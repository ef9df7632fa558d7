//! Account lifecycle operations: platform sign-up and single sign-on.

use serde::Deserialize;
use tracing::{info, instrument};

use crate::{
    api::client::ApiClient,
    error::{Result, SdkError},
    serialize::{TagField, TagValue, Taggable, json},
};

/// Parameters for creating a platform account.
#[derive(Debug, Clone)]
pub struct SignupParams {
    /// Merchant shop display name.
    pub shop_name: String,
    /// E-commerce platform identifier (e.g. `magento`, `shopify`).
    pub platform: String,
    /// Email of the account owner.
    pub owner_email: String,
    /// ISO 639-1 language code for the shop front page.
    pub language_code: String,
    /// ISO 4217 currency code of the shop, when known.
    pub currency_code: Option<String>,
    /// Shop front page URL, when known.
    pub front_page_url: Option<String>,
}

impl Taggable for SignupParams {
    fn tag_fields(&self) -> Vec<TagField<'_>> {
        vec![
            TagField::new("shopName", Some(TagValue::from(self.shop_name.as_str()))),
            TagField::new("platform", Some(TagValue::from(self.platform.as_str()))),
            TagField::new("ownerEmail", Some(TagValue::from(self.owner_email.as_str()))),
            TagField::new("currencyCode", self.currency_code.as_deref().map(TagValue::from)),
            TagField::new("frontPageUrl", self.front_page_url.as_deref().map(TagValue::from)),
        ]
    }
}

/// Tokens and identity returned by a successful sign-up.
#[derive(Debug, Clone, Deserialize)]
pub struct SignupResponse {
    /// Newly issued account identifier.
    pub account_id: String,
    /// Token for API operations.
    pub api_token: String,
    /// Token for SSO link generation.
    pub sso_token: String,
    /// Base64 shared secret for history exports, when the platform
    /// enables them for the account.
    #[serde(default)]
    pub export_secret: Option<String>,
}

/// Creates a new platform account.
///
/// The language code lands in the request path and must be a two-letter
/// lowercase ISO 639-1 code.
///
/// # Errors
///
/// Returns [`SdkError::ConfigError`] without an API token, validation
/// errors for a malformed language code, and transport/API errors.
#[instrument(skip(client, params), fields(platform = %params.platform, language = %params.language_code))]
pub async fn create_account(client: &ApiClient, params: SignupParams) -> Result<SignupResponse> {
    // The language code lands in the request path; reject anything that
    // is not a plain two-letter code before building the URL.
    if params.language_code.len() != 2
        || !params.language_code.chars().all(|c| c.is_ascii_lowercase())
    {
        return Err(SdkError::InvalidApiUrl(format!(
            "language path segment must be two lowercase letters: {}",
            params.language_code
        )));
    }

    info!("creating platform account");
    let token = client.api_token()?;
    let body = json::serialize(&params)?;
    let path = format!("/v1/accounts/create/{}", params.language_code);

    client.post_json(&path, token, body).await
}

/// Parameters for generating a single sign-on link.
#[derive(Debug, Clone)]
pub struct SsoParams {
    /// Email of the merchant user logging in.
    pub email: String,
    /// Given name shown in the platform UI.
    pub first_name: Option<String>,
    /// Family name shown in the platform UI.
    pub last_name: Option<String>,
}

impl Taggable for SsoParams {
    fn tag_fields(&self) -> Vec<TagField<'_>> {
        vec![
            TagField::new("email", Some(TagValue::from(self.email.as_str()))),
            TagField::new("firstName", self.first_name.as_deref().map(TagValue::from)),
            TagField::new("lastName", self.last_name.as_deref().map(TagValue::from)),
        ]
    }
}

/// SSO login link returned by the platform.
#[derive(Debug, Clone, Deserialize)]
pub struct SsoResponse {
    /// Short-lived URL logging the merchant user into the platform UI.
    pub login_url: String,
}

/// Generates a single sign-on link for a merchant user.
///
/// # Errors
///
/// Returns [`SdkError::ConfigError`] without an SSO token, plus
/// transport/API errors.
#[instrument(skip(client, params), fields(account_id = %client.config().account_id))]
pub async fn sso_login(client: &ApiClient, params: SsoParams) -> Result<SsoResponse> {
    info!("requesting sso login link");
    let token = client.sso_token()?;
    let body = json::serialize(&params)?;
    let path = format!("/v1/sso/{}", client.config().account_id);

    client.post_json(&path, token, body).await
}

* _Brief_: Scan the data above for the word "SsoResponse", then copy every line that holds it.

* _Solution to the problem_:
pub struct SsoResponse {
pub async fn sso_login(client: &ApiClient, params: SsoParams) -> Result<SsoResponse> {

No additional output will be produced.